Among the records, how many lines carry the string "summaries"? Give that number with nothing added.

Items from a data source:
####

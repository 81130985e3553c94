use crate::content::acquire_content;
use crate::planner::build_research_plan;
use crate::refine::run_refinement_loop;
use crate::selection::{deduplicate_sources, select_sources};
use crate::summarize::summarize_sources;
use crate::traits::{ContentProvider, GenerationProvider, Reranker, SearchProvider};
use crate::types::{DeepResearchConfig, ResearchError, Result, SummaryLog};
use crate::usage::UsageLedger;
use crate::writer::write_initial_draft;
use tracing::{info, warn};
use uuid::Uuid;

/// Orchestrates one research run: planning, batch search, source
/// selection, content acquisition, summarization, drafting, the bounded
/// refinement loop, and finalization. All phases run strictly
/// sequentially; the summary log and usage ledger are only ever mutated by
/// these sequential steps.
pub struct DeepResearchAgent {
    config: DeepResearchConfig,
    search: Box<dyn SearchProvider>,
    content: Box<dyn ContentProvider>,
    reranker: Box<dyn Reranker>,
    generation: Box<dyn GenerationProvider>,
    ledger: UsageLedger,
}

impl DeepResearchAgent {
    pub fn new(
        config: DeepResearchConfig,
        search: Box<dyn SearchProvider>,
        content: Box<dyn ContentProvider>,
        reranker: Box<dyn Reranker>,
        generation: Box<dyn GenerationProvider>,
    ) -> Self {
        info!(
            "DeepResearchAgent initialized: planner={}, summarizer={}, writer={}, top_m={}, next_k={}, max_iterations={}",
            config.planner_model,
            config.summarizer_model,
            config.writer_model,
            config.top_m_sources,
            config.next_k_sources,
            config.max_refinement_iterations
        );
        Self { config, search, content, reranker, generation, ledger: UsageLedger::new() }
    }

    /// Usage accumulated by the most recent run.
    pub fn usage(&self) -> &UsageLedger {
        &self.ledger
    }

    /// Run the full research workflow for one query and return the final
    /// report text. Fatal phase failures (planning, the initial batch
    /// search, the initial draft) abort the run; everything else degrades
    /// per source or per iteration.
    pub async fn run_deep_research(&mut self, user_query: &str) -> Result<String> {
        self.ledger.reset();
        let run_id = Uuid::new_v4();
        let started_at = chrono::Utc::now();
        info!("Starting deep research run {} for query: '{}'", run_id, user_query);

        // Phase 1: planning.
        info!("[1/8] Planning");
        let plan = build_research_plan(
            self.generation.as_ref(),
            &self.config.planner_model,
            user_query,
            self.config.max_initial_search_tasks,
            &mut self.ledger,
        )
        .await?;

        // Phase 2: initial batch search. A batch failure here is fatal,
        // the run has no sources without it.
        info!("[2/8] Executing initial searches");
        let batches = if plan.search_tasks.is_empty() {
            warn!("Planner produced no search tasks, skipping search execution");
            Vec::new()
        } else {
            self.ledger.record_searches(plan.search_tasks.len());
            self.search
                .batch_search(&plan.search_tasks)
                .await
                .map_err(|e| ResearchError::Search(e.to_string()))?
        };

        // Phase 3: dedupe, rank, select.
        info!("[3/8] Selecting sources");
        let all_sources = deduplicate_sources(&batches);
        let selected = select_sources(
            self.reranker.as_ref(),
            user_query,
            &all_sources,
            self.config.top_m_sources,
            self.config.next_k_sources,
        )
        .await;
        if selected.is_empty() {
            warn!("No sources selected for content fetching");
        }

        // Phase 4: content acquisition.
        info!("[4/8] Fetching content for {} sources", selected.len());
        let fetched = acquire_content(self.content.as_ref(), &selected.all()).await;

        // Phase 5: summarization.
        info!("[5/8] Summarizing {} sources", fetched.len());
        let mut summaries = SummaryLog::new();
        summarize_sources(
            self.generation.as_ref(),
            &self.config.summarizer_model,
            user_query,
            &fetched,
            self.config.max_source_chars,
            &mut summaries,
            &mut self.ledger,
        )
        .await;

        // Phase 6: initial draft.
        info!("[6/8] Generating initial report");
        let draft = write_initial_draft(
            self.generation.as_ref(),
            &self.config.writer_model,
            user_query,
            &plan,
            summaries.entries(),
            &mut self.ledger,
        )
        .await?;

        // Phase 7: refinement loop.
        info!("[7/8] Running refinement loop");
        let final_draft = run_refinement_loop(
            self.search.as_ref(),
            self.content.as_ref(),
            self.generation.as_ref(),
            &self.config,
            user_query,
            &plan,
            draft,
            &mut summaries,
            &mut self.ledger,
        )
        .await;

        // Phase 8: finalization.
        info!("[8/8] Finalizing report");
        let report = finalize_report(&final_draft, &summaries);

        let elapsed = chrono::Utc::now().signed_duration_since(started_at);
        info!("Run {} complete in {}s; usage: {}", run_id, elapsed.num_seconds(), self.ledger.summary());
        Ok(report)
    }
}

/// Append the reference list to the draft iff any summaries were accepted;
/// otherwise the draft is returned verbatim.
fn finalize_report(draft: &str, summaries: &SummaryLog) -> String {
    if summaries.is_empty() {
        info!("No summaries accumulated, final report has no references");
        return draft.to_string();
    }
    info!("Appending {} references to the final report", summaries.len());
    format!("{}\n\n{}", draft.trim(), summaries.render_references())
}
// handlers - Public (no auth) and protected (bearer token) tiers
pub mod protected;
pub mod public;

####

▶ _TASK ANSWER_
11